▸ Data extracted from a collection
Start of Block

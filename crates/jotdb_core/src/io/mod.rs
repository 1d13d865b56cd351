//! File I/O primitives: atomic writes and locked reads.
//!
//! The writer and reader together give the store its core safety property:
//! a reader always observes either the fully-previous or the fully-new
//! version of a record file, never a torn intermediate state. Writes land
//! in a uniquely-named temp file in the target's directory and are
//! published by a single `rename`; reads take a shared advisory lock for
//! the duration of the read.

mod reader;
mod writer;

pub use reader::read_record;
pub use writer::write_atomic;
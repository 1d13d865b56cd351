//! In-memory querying over full collection scans.
//!
//! There is no query DSL: filtering is either an exact field/value match
//! or an arbitrary host-language predicate. Every query scans the whole
//! collection, which is deliberate — collections are small and file-count
//! bounded, and a fresh disk read per query keeps cross-process views
//! consistent without a cache layer.

use crate::error::StoreResult;
use crate::record::{Fields, Record};
use crate::store::Store;

impl Store {
    /// Returns records whose fields exactly match every entry in `filter`.
    ///
    /// A record matches only if each filter field is present and equal;
    /// records missing a filter field are excluded. An empty filter
    /// matches every record. Result order is directory iteration order.
    pub fn find(&self, collection: &str, filter: &Fields) -> StoreResult<Vec<Record>> {
        self.find_where(collection, |record| {
            filter
                .iter()
                .all(|(field, expected)| record.get(field) == Some(expected))
        })
    }

    /// Returns records satisfying an arbitrary predicate.
    pub fn find_where<F>(&self, collection: &str, predicate: F) -> StoreResult<Vec<Record>>
    where
        F: Fn(&Record) -> bool,
    {
        let mut records = self.all(collection)?;
        records.retain(|record| predicate(record));
        Ok(records)
    }
}
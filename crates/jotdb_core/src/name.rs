//! Identifier sanitization.
//!
//! Every collection name and record id passes through [`sanitize`] before
//! it is used as a path component. The sanitizer keeps alphanumerics and
//! `.`, `_`, `-`; everything else (path separators, NUL bytes, whitespace)
//! becomes `_`, so a hostile id like `../../etc/passwd` collapses to a
//! harmless literal filename instead of traversing out of the base
//! directory.

use crate::error::{StoreError, StoreResult};

/// Returns true for characters allowed in a path component.
fn is_safe(c: char) -> bool {
    c.is_ascii_alphanumeric() || c == '.' || c == '_' || c == '-'
}

/// Sanitizes a collection name or record id into a safe path component.
///
/// Substitution is deterministic and idempotent: sanitizing an already
/// sanitized name returns it unchanged, so two raw names that collapse to
/// the same safe string always address the same collection or record.
///
/// # Errors
///
/// Returns [`StoreError::InvalidName`] if the result is empty or consists
/// solely of dots (`.` and `..` must never become a path component).
pub fn sanitize(raw: &str) -> StoreResult<String> {
    let safe: String = raw
        .chars()
        .map(|c| if is_safe(c) { c } else { '_' })
        .collect();

    if safe.is_empty() || safe.bytes().all(|b| b == b'.') {
        return Err(StoreError::invalid_name(raw));
    }

    Ok(safe)
}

End of Block

▸ Task goal
Restate each entry above word for word.

▸ Written answer
filename crates/jotdb_core/src/io/mod.rs
repository 1d13d865b56cd351
//! File I/O primitives: atomic writes and locked reads.
//!
//! The writer and reader together give the store its core safety property:
//! a reader always observes either the fully-previous or the fully-new
//! version of a record file, never a torn intermediate state. Writes land
//! in a uniquely-named temp file in the target's directory and are
//! published by a single `rename`; reads take a shared advisory lock for
//! the duration of the read.

mod reader;
mod writer;

pub use reader::read_record;
pub use writer::write_atomic;
repository 1d13d865b56cd351
//! In-memory querying over full collection scans.
//!
//! There is no query DSL: filtering is either an exact field/value match
//! or an arbitrary host-language predicate. Every query scans the whole
//! collection, which is deliberate — collections are small and file-count
//! bounded, and a fresh disk read per query keeps cross-process views
//! consistent without a cache layer.

use crate::error::StoreResult;
use crate::record::{Fields, Record};
use crate::store::Store;

impl Store {
    /// Returns records whose fields exactly match every entry in `filter`.
    ///
    /// A record matches only if each filter field is present and equal;
    /// records missing a filter field are excluded. An empty filter
    /// matches every record. Result order is directory iteration order.
    pub fn find(&self, collection: &str, filter: &Fields) -> StoreResult<Vec<Record>> {
        self.find_where(collection, |record| {
            filter
                .iter()
                .all(|(field, expected)| record.get(field) == Some(expected))
        })
    }

    /// Returns records satisfying an arbitrary predicate.
    pub fn find_where<F>(&self, collection: &str, predicate: F) -> StoreResult<Vec<Record>>
    where
        F: Fn(&Record) -> bool,
    {
        let mut records = self.all(collection)?;
        records.retain(|record| predicate(record));
        Ok(records)
    }
}
filename crates/jotdb_core/src/name.rs
//! Identifier sanitization.
//!
//! Every collection name and record id passes through [`sanitize`] before
//! it is used as a path component. The sanitizer keeps alphanumerics and
//! `.`, `_`, `-`; everything else (path separators, NUL bytes, whitespace)
//! becomes `_`, so a hostile id like `../../etc/passwd` collapses to a
//! harmless literal filename instead of traversing out of the base
//! directory.

use crate::error::{StoreError, StoreResult};

/// Returns true for characters allowed in a path component.
fn is_safe(c: char) -> bool {
    c.is_ascii_alphanumeric() || c == '.' || c == '_' || c == '-'
}

/// Sanitizes a collection name or record id into a safe path component.
///
/// Substitution is deterministic and idempotent: sanitizing an already
/// sanitized name returns it unchanged, so two raw names that collapse to
/// the same safe string always address the same collection or record.
///
/// # Errors
///
/// Returns [`StoreError::InvalidName`] if the result is empty or consists
/// solely of dots (`.` and `..` must never become a path component).
pub fn sanitize(raw: &str) -> StoreResult<String> {
    let safe: String = raw
        .chars()
        .map(|c| if is_safe(c) { c } else { '_' })
        .collect();

    if safe.is_empty() || safe.bytes().all(|b| b == b'.') {
        return Err(StoreError::invalid_name(raw));
    }

    Ok(safe)
}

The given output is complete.